··· RECORD SET ···

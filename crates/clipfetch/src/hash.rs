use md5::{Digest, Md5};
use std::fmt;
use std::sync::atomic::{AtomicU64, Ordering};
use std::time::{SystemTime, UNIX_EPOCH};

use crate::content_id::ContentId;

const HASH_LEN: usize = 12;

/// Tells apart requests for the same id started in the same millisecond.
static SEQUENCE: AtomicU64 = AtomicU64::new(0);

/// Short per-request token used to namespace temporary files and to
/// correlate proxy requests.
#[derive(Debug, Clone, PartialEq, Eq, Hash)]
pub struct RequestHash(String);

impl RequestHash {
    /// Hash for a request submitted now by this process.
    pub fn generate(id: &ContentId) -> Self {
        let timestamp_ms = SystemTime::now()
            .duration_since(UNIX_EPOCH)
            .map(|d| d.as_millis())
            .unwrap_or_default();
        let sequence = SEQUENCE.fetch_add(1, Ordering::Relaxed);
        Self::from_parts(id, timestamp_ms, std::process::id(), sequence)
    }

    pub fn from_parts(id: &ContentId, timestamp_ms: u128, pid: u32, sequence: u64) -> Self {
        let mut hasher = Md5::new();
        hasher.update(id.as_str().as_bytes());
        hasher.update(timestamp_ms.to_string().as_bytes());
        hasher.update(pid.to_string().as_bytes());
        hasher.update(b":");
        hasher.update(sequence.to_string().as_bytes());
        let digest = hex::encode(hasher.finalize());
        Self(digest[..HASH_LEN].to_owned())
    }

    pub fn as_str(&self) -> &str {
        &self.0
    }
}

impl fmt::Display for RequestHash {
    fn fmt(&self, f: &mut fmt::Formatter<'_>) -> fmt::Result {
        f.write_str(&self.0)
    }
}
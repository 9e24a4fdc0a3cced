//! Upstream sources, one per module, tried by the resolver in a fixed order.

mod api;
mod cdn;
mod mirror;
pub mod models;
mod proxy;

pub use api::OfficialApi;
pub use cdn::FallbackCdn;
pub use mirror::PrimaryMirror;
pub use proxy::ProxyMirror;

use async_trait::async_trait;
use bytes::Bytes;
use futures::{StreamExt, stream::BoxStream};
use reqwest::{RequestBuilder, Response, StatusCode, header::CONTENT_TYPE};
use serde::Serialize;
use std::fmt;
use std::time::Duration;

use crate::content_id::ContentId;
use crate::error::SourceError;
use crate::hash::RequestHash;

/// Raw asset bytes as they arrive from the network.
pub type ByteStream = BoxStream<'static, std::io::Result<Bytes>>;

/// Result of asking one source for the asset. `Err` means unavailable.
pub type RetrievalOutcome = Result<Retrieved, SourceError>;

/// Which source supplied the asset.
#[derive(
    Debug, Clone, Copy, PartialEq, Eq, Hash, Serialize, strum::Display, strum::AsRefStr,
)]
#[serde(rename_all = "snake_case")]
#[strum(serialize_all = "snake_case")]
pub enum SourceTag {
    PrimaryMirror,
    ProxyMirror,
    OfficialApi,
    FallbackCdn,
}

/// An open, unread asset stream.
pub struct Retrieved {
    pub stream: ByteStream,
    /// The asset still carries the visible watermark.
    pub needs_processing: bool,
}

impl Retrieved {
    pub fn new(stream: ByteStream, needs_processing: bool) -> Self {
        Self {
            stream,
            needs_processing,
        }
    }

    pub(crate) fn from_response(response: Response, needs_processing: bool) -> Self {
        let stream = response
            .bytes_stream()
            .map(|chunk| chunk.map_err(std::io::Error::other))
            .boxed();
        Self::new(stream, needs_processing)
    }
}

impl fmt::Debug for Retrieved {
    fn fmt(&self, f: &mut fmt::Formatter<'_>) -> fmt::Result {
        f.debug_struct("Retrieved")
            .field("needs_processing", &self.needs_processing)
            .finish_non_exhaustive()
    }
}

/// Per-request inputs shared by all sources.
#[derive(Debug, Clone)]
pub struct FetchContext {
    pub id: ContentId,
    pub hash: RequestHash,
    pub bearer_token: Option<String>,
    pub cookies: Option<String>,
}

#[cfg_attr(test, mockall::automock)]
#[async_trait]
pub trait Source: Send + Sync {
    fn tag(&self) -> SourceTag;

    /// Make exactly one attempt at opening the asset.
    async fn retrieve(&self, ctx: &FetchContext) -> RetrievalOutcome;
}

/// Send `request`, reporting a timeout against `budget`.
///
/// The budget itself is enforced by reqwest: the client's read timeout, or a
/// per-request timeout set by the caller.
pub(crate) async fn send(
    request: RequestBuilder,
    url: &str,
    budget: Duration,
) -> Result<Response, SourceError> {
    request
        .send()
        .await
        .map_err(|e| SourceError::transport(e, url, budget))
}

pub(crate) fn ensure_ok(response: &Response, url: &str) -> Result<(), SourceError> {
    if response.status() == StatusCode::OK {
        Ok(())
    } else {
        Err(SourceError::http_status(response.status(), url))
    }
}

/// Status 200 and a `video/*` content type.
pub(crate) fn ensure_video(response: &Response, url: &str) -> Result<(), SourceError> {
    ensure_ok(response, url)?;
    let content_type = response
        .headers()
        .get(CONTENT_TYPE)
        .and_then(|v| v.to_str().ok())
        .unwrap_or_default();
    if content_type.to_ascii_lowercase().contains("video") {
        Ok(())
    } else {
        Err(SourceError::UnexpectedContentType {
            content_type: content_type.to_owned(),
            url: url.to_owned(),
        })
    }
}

···

## TASK INSTRUCTIONS
A verbatim copy of every entry is needed.

## REPLY TO THE EXERCISE
filename crates/clipfetch/src/hash.rs
use md5::{Digest, Md5};
use std::fmt;
use std::sync::atomic::{AtomicU64, Ordering};
use std::time::{SystemTime, UNIX_EPOCH};

use crate::content_id::ContentId;

const HASH_LEN: usize = 12;

/// Tells apart requests for the same id started in the same millisecond.
static SEQUENCE: AtomicU64 = AtomicU64::new(0);

/// Short per-request token used to namespace temporary files and to
/// correlate proxy requests.
#[derive(Debug, Clone, PartialEq, Eq, Hash)]
pub struct RequestHash(String);

impl RequestHash {
    /// Hash for a request submitted now by this process.
    pub fn generate(id: &ContentId) -> Self {
        let timestamp_ms = SystemTime::now()
            .duration_since(UNIX_EPOCH)
            .map(|d| d.as_millis())
            .unwrap_or_default();
        let sequence = SEQUENCE.fetch_add(1, Ordering::Relaxed);
        Self::from_parts(id, timestamp_ms, std::process::id(), sequence)
    }

    pub fn from_parts(id: &ContentId, timestamp_ms: u128, pid: u32, sequence: u64) -> Self {
        let mut hasher = Md5::new();
        hasher.update(id.as_str().as_bytes());
        hasher.update(timestamp_ms.to_string().as_bytes());
        hasher.update(pid.to_string().as_bytes());
        hasher.update(b":");
        hasher.update(sequence.to_string().as_bytes());
        let digest = hex::encode(hasher.finalize());
        Self(digest[..HASH_LEN].to_owned())
    }

    pub fn as_str(&self) -> &str {
        &self.0
    }
}

impl fmt::Display for RequestHash {
    fn fmt(&self, f: &mut fmt::Formatter<'_>) -> fmt::Result {
        f.write_str(&self.0)
    }
}
repository 9e24a4fdc0a3cced
//! Upstream sources, one per module, tried by the resolver in a fixed order.

mod api;
mod cdn;
mod mirror;
pub mod models;
mod proxy;

pub use api::OfficialApi;
pub use cdn::FallbackCdn;
pub use mirror::PrimaryMirror;
pub use proxy::ProxyMirror;

use async_trait::async_trait;
use bytes::Bytes;
use futures::{StreamExt, stream::BoxStream};
use reqwest::{RequestBuilder, Response, StatusCode, header::CONTENT_TYPE};
use serde::Serialize;
use std::fmt;
use std::time::Duration;

use crate::content_id::ContentId;
use crate::error::SourceError;
use crate::hash::RequestHash;

/// Raw asset bytes as they arrive from the network.
pub type ByteStream = BoxStream<'static, std::io::Result<Bytes>>;

/// Result of asking one source for the asset. `Err` means unavailable.
pub type RetrievalOutcome = Result<Retrieved, SourceError>;

/// Which source supplied the asset.
#[derive(
    Debug, Clone, Copy, PartialEq, Eq, Hash, Serialize, strum::Display, strum::AsRefStr,
)]
#[serde(rename_all = "snake_case")]
#[strum(serialize_all = "snake_case")]
pub enum SourceTag {
    PrimaryMirror,
    ProxyMirror,
    OfficialApi,
    FallbackCdn,
}

/// An open, unread asset stream.
pub struct Retrieved {
    pub stream: ByteStream,
    /// The asset still carries the visible watermark.
    pub needs_processing: bool,
}

impl Retrieved {
    pub fn new(stream: ByteStream, needs_processing: bool) -> Self {
        Self {
            stream,
            needs_processing,
        }
    }

    pub(crate) fn from_response(response: Response, needs_processing: bool) -> Self {
        let stream = response
            .bytes_stream()
            .map(|chunk| chunk.map_err(std::io::Error::other))
            .boxed();
        Self::new(stream, needs_processing)
    }
}

impl fmt::Debug for Retrieved {
    fn fmt(&self, f: &mut fmt::Formatter<'_>) -> fmt::Result {
        f.debug_struct("Retrieved")
            .field("needs_processing", &self.needs_processing)
            .finish_non_exhaustive()
    }
}

/// Per-request inputs shared by all sources.
#[derive(Debug, Clone)]
pub struct FetchContext {
    pub id: ContentId,
    pub hash: RequestHash,
    pub bearer_token: Option<String>,
    pub cookies: Option<String>,
}

#[cfg_attr(test, mockall::automock)]
#[async_trait]
pub trait Source: Send + Sync {
    fn tag(&self) -> SourceTag;

    /// Make exactly one attempt at opening the asset.
    async fn retrieve(&self, ctx: &FetchContext) -> RetrievalOutcome;
}

/// Send `request`, reporting a timeout against `budget`.
///
/// The budget itself is enforced by reqwest: the client's read timeout, or a
/// per-request timeout set by the caller.
pub(crate) async fn send(
    request: RequestBuilder,
    url: &str,
    budget: Duration,
) -> Result<Response, SourceError> {
    request
        .send()
        .await
        .map_err(|e| SourceError::transport(e, url, budget))
}

pub(crate) fn ensure_ok(response: &Response, url: &str) -> Result<(), SourceError> {
    if response.status() == StatusCode::OK {
        Ok(())
    } else {
        Err(SourceError::http_status(response.status(), url))
    }
}

/// Status 200 and a `video/*` content type.
pub(crate) fn ensure_video(response: &Response, url: &str) -> Result<(), SourceError> {
    ensure_ok(response, url)?;
    let content_type = response
        .headers()
        .get(CONTENT_TYPE)
        .and_then(|v| v.to_str().ok())
        .unwrap_or_default();
    if content_type.to_ascii_lowercase().contains("video") {
        Ok(())
    } else {
        Err(SourceError::UnexpectedContentType {
            content_type: content_type.to_owned(),
            url: url.to_owned(),
        })
    }
}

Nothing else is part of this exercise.